Kilimanjaro Day 2
I wake up from a night of tossing and turning and make my way to the bathroom, otherwise known as a tiny cold closet with a dark drop down hole swarming with tiny flies and some kind of other bugs I don’t want to look at. The odor is pungent, as there is very little ventilation. I take one hand to plug my nose and with my other hand, I take my mini Lysol can and spray the crap out of it (no pun intended). For some reason, I can’t seem to aim into the hole. There is an art to squatting that takes time to master, I learned. Relieved to be out of there, I go outside and am rewarded with a beautiful sky with all kinds of pinks, blues, orange, and whites. It looked like one of those tie dye Grateful Dead t-shirts designed in the 60’s. I notice I’m literally above the clouds. I hear a chorus of chirping birds. Chirping birds are my favorite sound. Back at my tent, my washy washy bowl arrives and I proceed to washy washy. Winnie brings over some tea and biscuits. We are now called for breakfast consisting of veggie omelets, oatmeal, fruit, and crepes.

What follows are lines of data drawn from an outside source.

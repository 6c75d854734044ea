use crate::error::ProvisionError;
use crate::process::ProcessHandle;
use crate::session::SessionId;
use dashmap::DashMap;
use parking_lot::Mutex;
use std::collections::{HashMap, HashSet};
use std::future::Future;
use std::path::{Path, PathBuf};
use std::sync::Arc;
use std::time::{Duration, Instant};
use tokio::sync::watch;
use tracing::{debug, info, warn};

/// Outcome of one provisioning attempt, shared with every waiter
pub type ProvisionResult = Result<Arc<BackendHandle>, ProvisionError>;

/// A live backend owned by one session
pub struct BackendHandle {
    port: u16,
    process: ProcessHandle,
    workdir: PathBuf,
    last_activity: Mutex<Instant>,
}

impl BackendHandle {
    pub fn new(port: u16, process: ProcessHandle, workdir: PathBuf) -> Self {
        Self {
            port,
            process,
            workdir,
            last_activity: Mutex::new(Instant::now()),
        }
    }

    pub fn port(&self) -> u16 {
        self.port
    }

    pub fn workdir(&self) -> &Path {
        &self.workdir
    }

    pub fn process(&self) -> &ProcessHandle {
        &self.process
    }

    pub fn is_running(&self) -> bool {
        self.process.is_running()
    }

    pub fn last_activity(&self) -> Instant {
        *self.last_activity.lock()
    }

    pub fn idle_for(&self) -> Duration {
        self.last_activity().elapsed()
    }

    /// Record activity; the timestamp only moves forward
    pub fn touch(&self) {
        let now = Instant::now();
        let mut last = self.last_activity.lock();
        if now > *last {
            *last = now;
        }
    }
}

impl std::fmt::Debug for BackendHandle {
    fn fmt(&self, f: &mut std::fmt::Formatter<'_>) -> std::fmt::Result {
        f.debug_struct("BackendHandle")
            .field("port", &self.port)
            .field("pid", &self.process.pid())
            .field("workdir", &self.workdir)
            .finish()
    }
}

/// In-memory map from session identity to its backend.
///
/// The single source of truth for "is this session live". Lookups go
/// straight to the sharded map; creation is funnelled through [`ensure`]
/// which guarantees at most one provisioning in flight per identity while
/// letting unrelated identities provision in parallel.
///
/// [`ensure`]: SessionRegistry::ensure
pub struct SessionRegistry {
    entries: DashMap<SessionId, Arc<BackendHandle>>,
    /// Provisioning attempts in flight, keyed by identity
    in_flight: Mutex<HashMap<SessionId, watch::Receiver<Option<ProvisionResult>>>>,
}

impl SessionRegistry {
    /// Create a new registry, shared behind an `Arc`
    pub fn new() -> Arc<Self> {
        Arc::new(Self {
            entries: DashMap::new(),
            in_flight: Mutex::new(HashMap::new()),
        })
    }

    /// O(1) lookup; does not check the process
    pub fn resolve(&self, id: &SessionId) -> Option<Arc<BackendHandle>> {
        self.entries.get(id).map(|e| Arc::clone(e.value()))
    }

    /// Handle for `id` only if its process is still running
    pub fn live(&self, id: &SessionId) -> Option<Arc<BackendHandle>> {
        self.resolve(id).filter(|h| h.is_running())
    }

    pub fn is_live(&self, id: &SessionId) -> bool {
        self.live(id).is_some()
    }

    /// Update the activity timestamp; no-op when absent
    pub fn touch(&self, id: &SessionId) {
        if let Some(entry) = self.entries.get(id) {
            entry.value().touch();
        }
    }

    /// Detach the handle for teardown. Idempotent.
    pub fn remove(&self, id: &SessionId) -> Option<Arc<BackendHandle>> {
        let _guard = self.in_flight.lock();
        self.entries.remove(id).map(|(_, handle)| handle)
    }

    /// Remove `id` only if it still maps to `handle`
    pub fn remove_if_same(&self, id: &SessionId, handle: &Arc<BackendHandle>) -> bool {
        let _guard = self.in_flight.lock();
        self.entries
            .remove_if(id, |_, current| Arc::ptr_eq(current, handle))
            .is_some()
    }

    /// Point-in-time copy of every entry
    pub fn snapshot(&self) -> Vec<(SessionId, Arc<BackendHandle>)> {
        self.entries
            .iter()
            .map(|e| (*e.key(), Arc::clone(e.value())))
            .collect()
    }

    /// Number of entries whose process is running
    pub fn live_count(&self) -> usize {
        self.entries.iter().filter(|e| e.value().is_running()).count()
    }

    pub fn len(&self) -> usize {
        self.entries.len()
    }

    pub fn is_empty(&self) -> bool {
        self.entries.is_empty()
    }

    /// Ports held by registered handles
    pub fn ports_in_use(&self) -> HashSet<u16> {
        self.entries.iter().map(|e| e.value().port()).collect()
    }

    /// Return the live handle for `id`, provisioning it exactly once if absent.
    ///
    /// Provisioning runs on its own task, so a caller that goes away does not
    /// cancel it and every concurrent caller receives the same outcome. A
    /// failed attempt leaves no entry behind. A registered handle whose
    /// process has exited is passed to `on_stale` for teardown before the
    /// new attempt starts.
    pub async fn ensure<F, Fut, S, SFut>(
        self: &Arc<Self>,
        id: SessionId,
        provision: F,
        on_stale: S,
    ) -> ProvisionResult
    where
        F: FnOnce() -> Fut + Send + 'static,
        Fut: Future<Output = Result<BackendHandle, ProvisionError>> + Send + 'static,
        S: FnOnce(Arc<BackendHandle>) -> SFut + Send + 'static,
        SFut: Future<Output = ()> + Send + 'static,
    {
        if let Some(handle) = self.live(&id) {
            return Ok(handle);
        }

        let mut rx = {
            let mut in_flight = self.in_flight.lock();

            // Re-check under the lock: a provisioning may have just finished
            if let Some(handle) = self.live(&id) {
                return Ok(handle);
            }

            match in_flight.get(&id) {
                Some(rx) => {
                    debug!(session = %id, "Provisioning already in flight, waiting");
                    rx.clone()
                }
                None => {
                    let (tx, rx) = watch::channel(None);
                    in_flight.insert(id, rx.clone());
                    let stale = self.entries.remove(&id).map(|(_, h)| h);
                    self.spawn_provisioning(id, tx, provision, stale, on_stale);
                    rx
                }
            }
        };

        let outcome = rx
            .wait_for(|result| result.is_some())
            .await
            .map(|result| result.clone());

        match outcome {
            Ok(Some(result)) => result,
            _ => Err(ProvisionError::provisioning("provisioning task ended unexpectedly")),
        }
    }

    fn spawn_provisioning<F, Fut, S, SFut>(
        self: &Arc<Self>,
        id: SessionId,
        tx: watch::Sender<Option<ProvisionResult>>,
        provision: F,
        stale: Option<Arc<BackendHandle>>,
        on_stale: S,
    ) where
        F: FnOnce() -> Fut + Send + 'static,
        Fut: Future<Output = Result<BackendHandle, ProvisionError>> + Send + 'static,
        S: FnOnce(Arc<BackendHandle>) -> SFut + Send + 'static,
        SFut: Future<Output = ()> + Send + 'static,
    {
        let registry = Arc::clone(self);
        tokio::spawn(async move {
            if let Some(stale) = stale {
                info!(session = %id, port = stale.port(), "Replacing backend whose process has exited");
                on_stale(stale).await;
            }

            // Run the attempt on its own task so a panic is contained
            let result = match tokio::spawn(provision()).await {
                Ok(Ok(handle)) => Ok(Arc::new(handle)),
                Ok(Err(e)) => Err(e),
                Err(e) => Err(ProvisionError::provisioning(format!("provisioning task failed: {}", e))),
            };

            {
                let mut in_flight = registry.in_flight.lock();
                if let Ok(handle) = &result {
                    registry.entries.insert(id, Arc::clone(handle));
                }
                in_flight.remove(&id);
            }

            match &result {
                Ok(handle) => info!(session = %id, port = handle.port(), "Session backend is live"),
                Err(e) => warn!(session = %id, error = %e, "Session provisioning failed"),
            }

            let _ = tx.send(Some(result));
        });
    }
}
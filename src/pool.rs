//! Connection pool for backend HTTP connections
//!
//! Every session backend listens on its own loopback port; a single pooled
//! client keeps idle connections per port so consecutive requests from the
//! same browser reuse them.

use crate::headers::{prepare_request_headers, prepare_response_headers};
use http_body_util::{combinators::BoxBody, BodyExt};
use hyper::body::{Bytes, Incoming};
use hyper::{Request, Response, Uri};
use hyper_util::client::legacy::connect::HttpConnector;
use hyper_util::client::legacy::Client;
use hyper_util::rt::TokioExecutor;
use std::sync::atomic::{AtomicU64, Ordering};
use std::sync::Arc;
use std::time::Duration;
use tracing::debug;

/// Error type for connection pool operations
#[derive(Debug, thiserror::Error)]
pub enum PoolError {
    /// Error from the HTTP client
    #[error("{0}")]
    Client(#[from] hyper_util::client::legacy::Error),
    /// Error building a request
    #[error("request build error: {0}")]
    RequestBuild(String),
}

/// Statistics for the connection pool
#[derive(Debug, Default)]
pub struct PoolStats {
    /// Requests forwarded to a backend
    pub total_requests: AtomicU64,
    /// Requests that failed at the transport level
    pub upstream_errors: AtomicU64,
}

impl PoolStats {
    pub fn record_request(&self) {
        self.total_requests.fetch_add(1, Ordering::Relaxed);
    }

    pub fn record_upstream_error(&self) {
        self.upstream_errors.fetch_add(1, Ordering::Relaxed);
    }

    pub fn get_total_requests(&self) -> u64 {
        self.total_requests.load(Ordering::Relaxed)
    }

    pub fn get_upstream_errors(&self) -> u64 {
        self.upstream_errors.load(Ordering::Relaxed)
    }
}

/// Configuration for the connection pool
#[derive(Debug, Clone)]
pub struct PoolConfig {
    /// Maximum idle connections per backend port
    pub max_idle_per_host: usize,
    /// Idle connection timeout
    pub idle_timeout: Duration,
}

impl Default for PoolConfig {
    fn default() -> Self {
        Self {
            max_idle_per_host: 10,
            idle_timeout: Duration::from_secs(90),
        }
    }
}

/// A connection pool for HTTP connections to backend servers
pub struct ConnectionPool {
    client: Client<HttpConnector, Incoming>,
    stats: Arc<PoolStats>,
    config: PoolConfig,
}

impl ConnectionPool {
    /// Create a new connection pool with the given configuration
    pub fn new(config: PoolConfig) -> Self {
        let mut connector = HttpConnector::new();
        connector.set_nodelay(true);
        connector.enforce_http(true);

        let client = Client::builder(TokioExecutor::new())
            .pool_max_idle_per_host(config.max_idle_per_host)
            .pool_idle_timeout(config.idle_timeout)
            .build(connector);

        debug!(
            max_idle = config.max_idle_per_host,
            idle_timeout_secs = config.idle_timeout.as_secs(),
            "Connection pool initialized"
        );

        Self {
            client,
            stats: Arc::new(PoolStats::default()),
            config,
        }
    }

    /// Get the pool configuration
    pub fn config(&self) -> &PoolConfig {
        &self.config
    }

    /// Get pool statistics
    pub fn stats(&self) -> Arc<PoolStats> {
        Arc::clone(&self.stats)
    }

    /// Forward `req` to the backend on `port` at `path_and_query`.
    ///
    /// Method and body pass through untouched; headers follow the proxy
    /// header policy in both directions. No retries.
    pub async fn forward(
        &self,
        req: Request<Incoming>,
        port: u16,
        path_and_query: &str,
    ) -> Result<Response<BoxBody<Bytes, hyper::Error>>, PoolError> {
        let uri: Uri = format!("http://127.0.0.1:{}{}", port, path_and_query)
            .parse()
            .map_err(|e: hyper::http::uri::InvalidUri| PoolError::RequestBuild(e.to_string()))?;

        let (mut parts, body) = req.into_parts();
        parts.uri = uri;
        parts.version = hyper::Version::HTTP_11;
        prepare_request_headers(&mut parts.headers, port);

        self.stats.record_request();

        let response = match self.client.request(Request::from_parts(parts, body)).await {
            Ok(response) => response,
            Err(e) => {
                self.stats.record_upstream_error();
                return Err(e.into());
            }
        };

        let (mut parts, body) = response.into_parts();
        prepare_response_headers(&mut parts.headers);
        Ok(Response::from_parts(parts, body.boxed()))
    }
}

After breakfast, we continue on the morning hike which is a steady ascent up to the Second Cave Camp. This camp is located in the moorland zone with breathtaking views of Kibo, one of the 3 volcanic cones that make up Kilimanjaro. Kilimanjaro is a dormant volcano with 3 volcanic cones, “Kibo”, “Mawenzi”, and “Shira”. While Mawenzi and Shira are extinct, Kibo is dormant and could erupt again, lucky for me, it didn’t. Uhuru Peak is the highest summit on the crater rim of Mt. Kilmanjaro (19, 341 ft) and where everyone aims to get to. We walk for about 4-5 hours at a speed of about 1 mile per hour. “Pole, pole” becomes the phrase of the week along with “unpredictable”, translation “slowly, slowly” in Swahili, Tanzania's official language. You will hear your guide say “pole, pole” every five seconds. The trick to this hike is taking it slow so that you can get used to the altitude. As the altitude is the main reason why so many don’t make it.
AMS, otherwise known as acute mountain sickness, can be deadly. It normally occurs at about 5,000 feet, above sea level. Dizziness, nausea, headaches, and shortness of breath are just few of the fun symptoms. This happens because you are now breathing with much less oxygen than what you would be breathing at sea level. On the summit of Kilimanjaro, there is only about half the oxygen found at sea level. Fortunately, I experienced practically zero AMS.
We arrive at Second Cave Camp and now at 11,417 feet. Ready for late lunch and a long nap.